**THE DATA**
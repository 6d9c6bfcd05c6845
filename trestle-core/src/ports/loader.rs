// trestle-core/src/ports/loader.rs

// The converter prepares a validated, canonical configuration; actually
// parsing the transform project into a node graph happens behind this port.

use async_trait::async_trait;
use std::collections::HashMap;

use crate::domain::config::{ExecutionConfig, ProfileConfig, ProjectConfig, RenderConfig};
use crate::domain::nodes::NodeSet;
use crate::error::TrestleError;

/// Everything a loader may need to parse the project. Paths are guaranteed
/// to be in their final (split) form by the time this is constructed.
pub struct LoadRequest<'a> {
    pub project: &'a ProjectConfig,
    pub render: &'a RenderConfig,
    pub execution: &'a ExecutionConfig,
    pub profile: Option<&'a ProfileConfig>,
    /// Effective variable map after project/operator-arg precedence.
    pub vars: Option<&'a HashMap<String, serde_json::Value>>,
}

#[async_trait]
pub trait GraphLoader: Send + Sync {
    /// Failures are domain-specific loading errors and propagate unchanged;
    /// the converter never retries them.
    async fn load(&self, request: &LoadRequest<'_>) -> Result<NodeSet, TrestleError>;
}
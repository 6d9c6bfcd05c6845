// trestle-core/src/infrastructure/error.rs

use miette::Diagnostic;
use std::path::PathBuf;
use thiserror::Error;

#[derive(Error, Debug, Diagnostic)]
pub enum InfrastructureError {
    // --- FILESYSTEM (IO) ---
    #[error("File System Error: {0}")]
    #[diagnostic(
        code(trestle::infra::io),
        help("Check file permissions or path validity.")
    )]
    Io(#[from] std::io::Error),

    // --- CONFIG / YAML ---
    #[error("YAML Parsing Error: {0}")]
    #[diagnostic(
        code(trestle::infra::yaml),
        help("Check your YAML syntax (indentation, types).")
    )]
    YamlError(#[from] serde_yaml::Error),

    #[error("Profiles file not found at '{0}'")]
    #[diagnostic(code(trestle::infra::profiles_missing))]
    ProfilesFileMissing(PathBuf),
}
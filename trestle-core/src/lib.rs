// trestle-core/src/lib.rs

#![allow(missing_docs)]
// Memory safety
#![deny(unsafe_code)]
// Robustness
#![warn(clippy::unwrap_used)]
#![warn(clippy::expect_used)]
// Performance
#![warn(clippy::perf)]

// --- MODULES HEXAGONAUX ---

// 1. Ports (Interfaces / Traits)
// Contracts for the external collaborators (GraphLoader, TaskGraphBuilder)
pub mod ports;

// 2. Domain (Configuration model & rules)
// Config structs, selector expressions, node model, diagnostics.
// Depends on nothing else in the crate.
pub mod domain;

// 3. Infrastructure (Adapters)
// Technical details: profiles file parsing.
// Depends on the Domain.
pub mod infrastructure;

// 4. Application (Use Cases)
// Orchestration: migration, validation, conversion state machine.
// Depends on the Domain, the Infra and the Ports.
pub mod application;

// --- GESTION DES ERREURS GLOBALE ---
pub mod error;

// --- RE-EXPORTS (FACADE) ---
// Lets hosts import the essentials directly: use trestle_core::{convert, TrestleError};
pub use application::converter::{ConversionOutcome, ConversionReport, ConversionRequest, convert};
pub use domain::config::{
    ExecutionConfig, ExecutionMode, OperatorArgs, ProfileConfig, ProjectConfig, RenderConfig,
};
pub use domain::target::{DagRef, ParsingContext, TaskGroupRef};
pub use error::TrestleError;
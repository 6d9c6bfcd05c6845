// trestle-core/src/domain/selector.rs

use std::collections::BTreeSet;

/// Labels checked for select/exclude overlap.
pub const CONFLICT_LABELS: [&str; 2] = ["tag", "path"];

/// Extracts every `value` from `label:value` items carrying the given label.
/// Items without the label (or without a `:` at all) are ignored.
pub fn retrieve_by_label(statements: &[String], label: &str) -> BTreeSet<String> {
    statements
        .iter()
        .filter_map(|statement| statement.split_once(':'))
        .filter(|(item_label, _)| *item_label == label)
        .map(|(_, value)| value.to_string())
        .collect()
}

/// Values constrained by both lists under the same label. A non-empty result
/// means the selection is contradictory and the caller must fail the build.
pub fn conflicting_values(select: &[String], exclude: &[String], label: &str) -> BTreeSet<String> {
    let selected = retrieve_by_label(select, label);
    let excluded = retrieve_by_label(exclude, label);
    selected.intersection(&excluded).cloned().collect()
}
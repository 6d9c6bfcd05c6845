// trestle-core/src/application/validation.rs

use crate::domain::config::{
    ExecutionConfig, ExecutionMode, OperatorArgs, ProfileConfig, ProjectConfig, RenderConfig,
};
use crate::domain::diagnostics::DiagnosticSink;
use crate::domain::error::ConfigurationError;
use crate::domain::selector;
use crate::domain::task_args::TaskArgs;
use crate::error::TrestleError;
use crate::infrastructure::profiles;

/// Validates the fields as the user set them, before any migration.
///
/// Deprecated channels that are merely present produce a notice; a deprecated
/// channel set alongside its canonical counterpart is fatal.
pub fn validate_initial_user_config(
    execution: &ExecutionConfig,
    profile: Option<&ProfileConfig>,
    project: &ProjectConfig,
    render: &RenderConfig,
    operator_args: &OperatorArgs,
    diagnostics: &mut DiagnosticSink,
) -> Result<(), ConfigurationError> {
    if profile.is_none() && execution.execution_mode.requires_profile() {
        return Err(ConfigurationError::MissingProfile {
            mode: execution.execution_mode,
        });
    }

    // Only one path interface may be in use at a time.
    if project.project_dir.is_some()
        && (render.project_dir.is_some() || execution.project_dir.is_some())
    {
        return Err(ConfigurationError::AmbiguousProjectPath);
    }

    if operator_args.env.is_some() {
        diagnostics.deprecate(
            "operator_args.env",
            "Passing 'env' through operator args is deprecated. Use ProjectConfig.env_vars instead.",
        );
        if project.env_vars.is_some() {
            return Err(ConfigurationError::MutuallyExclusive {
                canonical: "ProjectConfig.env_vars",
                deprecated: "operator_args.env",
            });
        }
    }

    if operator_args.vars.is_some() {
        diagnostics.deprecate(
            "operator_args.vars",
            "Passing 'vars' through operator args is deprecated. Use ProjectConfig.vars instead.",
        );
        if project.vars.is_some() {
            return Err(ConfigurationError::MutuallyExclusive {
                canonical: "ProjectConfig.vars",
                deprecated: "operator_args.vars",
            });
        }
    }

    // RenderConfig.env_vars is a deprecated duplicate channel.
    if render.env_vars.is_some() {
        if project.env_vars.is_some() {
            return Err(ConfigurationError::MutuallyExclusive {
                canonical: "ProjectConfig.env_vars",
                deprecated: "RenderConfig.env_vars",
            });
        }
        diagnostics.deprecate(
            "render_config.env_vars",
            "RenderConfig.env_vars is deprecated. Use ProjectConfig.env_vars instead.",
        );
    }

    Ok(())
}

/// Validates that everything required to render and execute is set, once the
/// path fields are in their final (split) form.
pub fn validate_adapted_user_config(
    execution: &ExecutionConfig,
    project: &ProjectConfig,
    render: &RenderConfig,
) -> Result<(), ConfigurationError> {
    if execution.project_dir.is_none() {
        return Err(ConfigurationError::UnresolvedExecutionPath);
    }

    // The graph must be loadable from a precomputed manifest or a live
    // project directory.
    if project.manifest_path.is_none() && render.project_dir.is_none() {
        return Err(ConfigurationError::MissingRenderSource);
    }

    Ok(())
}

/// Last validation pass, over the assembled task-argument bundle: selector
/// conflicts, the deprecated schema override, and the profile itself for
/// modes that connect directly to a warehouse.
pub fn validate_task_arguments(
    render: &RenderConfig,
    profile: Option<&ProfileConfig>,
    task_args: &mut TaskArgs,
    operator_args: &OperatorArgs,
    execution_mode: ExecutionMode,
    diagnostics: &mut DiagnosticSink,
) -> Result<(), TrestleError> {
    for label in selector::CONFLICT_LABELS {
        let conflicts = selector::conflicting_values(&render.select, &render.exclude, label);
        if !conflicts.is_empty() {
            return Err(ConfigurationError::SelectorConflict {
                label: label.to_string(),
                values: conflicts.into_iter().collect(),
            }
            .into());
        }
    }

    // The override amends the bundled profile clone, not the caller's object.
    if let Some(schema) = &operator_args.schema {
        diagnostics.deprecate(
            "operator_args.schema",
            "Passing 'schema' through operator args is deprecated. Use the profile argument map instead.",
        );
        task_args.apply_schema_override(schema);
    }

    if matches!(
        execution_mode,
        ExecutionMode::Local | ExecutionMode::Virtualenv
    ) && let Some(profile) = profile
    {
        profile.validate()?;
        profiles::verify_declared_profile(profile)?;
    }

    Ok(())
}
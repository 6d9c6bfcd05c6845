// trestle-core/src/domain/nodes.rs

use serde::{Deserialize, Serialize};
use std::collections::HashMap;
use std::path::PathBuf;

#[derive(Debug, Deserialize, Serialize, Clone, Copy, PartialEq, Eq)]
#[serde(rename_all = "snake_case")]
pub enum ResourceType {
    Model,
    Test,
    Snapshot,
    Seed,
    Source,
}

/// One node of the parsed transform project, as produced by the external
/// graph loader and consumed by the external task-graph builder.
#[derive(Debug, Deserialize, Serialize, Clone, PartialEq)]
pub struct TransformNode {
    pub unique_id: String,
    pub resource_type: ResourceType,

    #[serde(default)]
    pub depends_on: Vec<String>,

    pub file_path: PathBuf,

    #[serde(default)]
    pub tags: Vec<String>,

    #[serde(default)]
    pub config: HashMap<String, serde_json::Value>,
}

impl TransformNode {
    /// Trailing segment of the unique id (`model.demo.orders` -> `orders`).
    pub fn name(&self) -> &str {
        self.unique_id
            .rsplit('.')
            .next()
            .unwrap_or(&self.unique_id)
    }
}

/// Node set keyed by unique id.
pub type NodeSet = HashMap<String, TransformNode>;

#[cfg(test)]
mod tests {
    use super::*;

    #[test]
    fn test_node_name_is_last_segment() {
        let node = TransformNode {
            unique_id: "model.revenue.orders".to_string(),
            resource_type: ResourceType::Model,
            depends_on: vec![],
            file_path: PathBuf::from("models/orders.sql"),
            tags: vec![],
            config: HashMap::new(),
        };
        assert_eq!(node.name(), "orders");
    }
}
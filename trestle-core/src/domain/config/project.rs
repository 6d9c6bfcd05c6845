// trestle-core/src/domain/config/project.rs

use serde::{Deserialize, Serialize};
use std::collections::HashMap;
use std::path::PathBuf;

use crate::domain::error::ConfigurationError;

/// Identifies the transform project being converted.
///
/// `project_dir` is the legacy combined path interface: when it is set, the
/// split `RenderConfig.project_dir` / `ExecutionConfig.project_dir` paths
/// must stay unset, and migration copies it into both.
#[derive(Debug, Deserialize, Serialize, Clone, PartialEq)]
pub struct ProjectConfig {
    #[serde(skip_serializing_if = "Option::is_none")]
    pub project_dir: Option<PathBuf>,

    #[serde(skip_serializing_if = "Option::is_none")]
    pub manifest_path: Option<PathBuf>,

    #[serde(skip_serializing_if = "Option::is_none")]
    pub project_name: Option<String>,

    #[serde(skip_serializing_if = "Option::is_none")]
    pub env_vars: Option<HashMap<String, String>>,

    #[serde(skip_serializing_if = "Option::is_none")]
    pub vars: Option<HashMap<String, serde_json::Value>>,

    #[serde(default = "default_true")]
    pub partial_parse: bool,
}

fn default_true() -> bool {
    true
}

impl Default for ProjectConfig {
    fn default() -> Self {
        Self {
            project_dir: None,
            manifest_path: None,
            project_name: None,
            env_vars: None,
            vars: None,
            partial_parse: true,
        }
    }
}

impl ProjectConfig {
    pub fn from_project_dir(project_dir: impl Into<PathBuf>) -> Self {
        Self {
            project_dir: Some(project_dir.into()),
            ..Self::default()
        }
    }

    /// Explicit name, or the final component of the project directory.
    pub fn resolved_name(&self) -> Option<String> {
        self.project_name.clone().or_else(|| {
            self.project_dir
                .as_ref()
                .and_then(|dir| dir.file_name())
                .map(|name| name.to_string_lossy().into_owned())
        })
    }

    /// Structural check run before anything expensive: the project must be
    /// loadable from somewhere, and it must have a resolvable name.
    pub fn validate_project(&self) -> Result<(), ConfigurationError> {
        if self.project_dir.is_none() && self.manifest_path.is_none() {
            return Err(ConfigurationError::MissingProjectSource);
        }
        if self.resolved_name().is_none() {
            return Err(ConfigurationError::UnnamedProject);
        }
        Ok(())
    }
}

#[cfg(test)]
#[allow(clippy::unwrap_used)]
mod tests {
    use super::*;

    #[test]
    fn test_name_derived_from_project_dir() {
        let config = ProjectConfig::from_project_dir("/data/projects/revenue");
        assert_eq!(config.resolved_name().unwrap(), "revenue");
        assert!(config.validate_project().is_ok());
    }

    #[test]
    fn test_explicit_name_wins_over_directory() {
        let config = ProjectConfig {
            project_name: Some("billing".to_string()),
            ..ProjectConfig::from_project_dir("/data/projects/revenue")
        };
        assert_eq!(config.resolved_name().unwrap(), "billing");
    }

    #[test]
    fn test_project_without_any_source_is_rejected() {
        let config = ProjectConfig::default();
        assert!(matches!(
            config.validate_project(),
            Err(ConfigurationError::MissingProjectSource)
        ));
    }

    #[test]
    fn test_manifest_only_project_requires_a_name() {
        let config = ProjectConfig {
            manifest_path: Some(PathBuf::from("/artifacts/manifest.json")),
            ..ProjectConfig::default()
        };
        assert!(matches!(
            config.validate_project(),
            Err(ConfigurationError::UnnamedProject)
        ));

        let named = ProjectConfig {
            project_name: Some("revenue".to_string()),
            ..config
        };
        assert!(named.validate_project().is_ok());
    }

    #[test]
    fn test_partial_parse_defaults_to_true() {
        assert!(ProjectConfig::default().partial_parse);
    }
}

**WORK TO COMPLETE**
Reproduce verbatim only the segment of the listing bounded by the line containing "pub mod infrastructure;" and the line containing "Lets hosts import", with both boundary lines included.

**EXERCISE OUTPUT**
pub mod infrastructure;

// 4. Application (Use Cases)
// Orchestration: migration, validation, conversion state machine.
// Depends on the Domain, the Infra and the Ports.
pub mod application;

// --- GESTION DES ERREURS GLOBALE ---
pub mod error;

// --- RE-EXPORTS (FACADE) ---
// Lets hosts import the essentials directly: use trestle_core::{convert, TrestleError};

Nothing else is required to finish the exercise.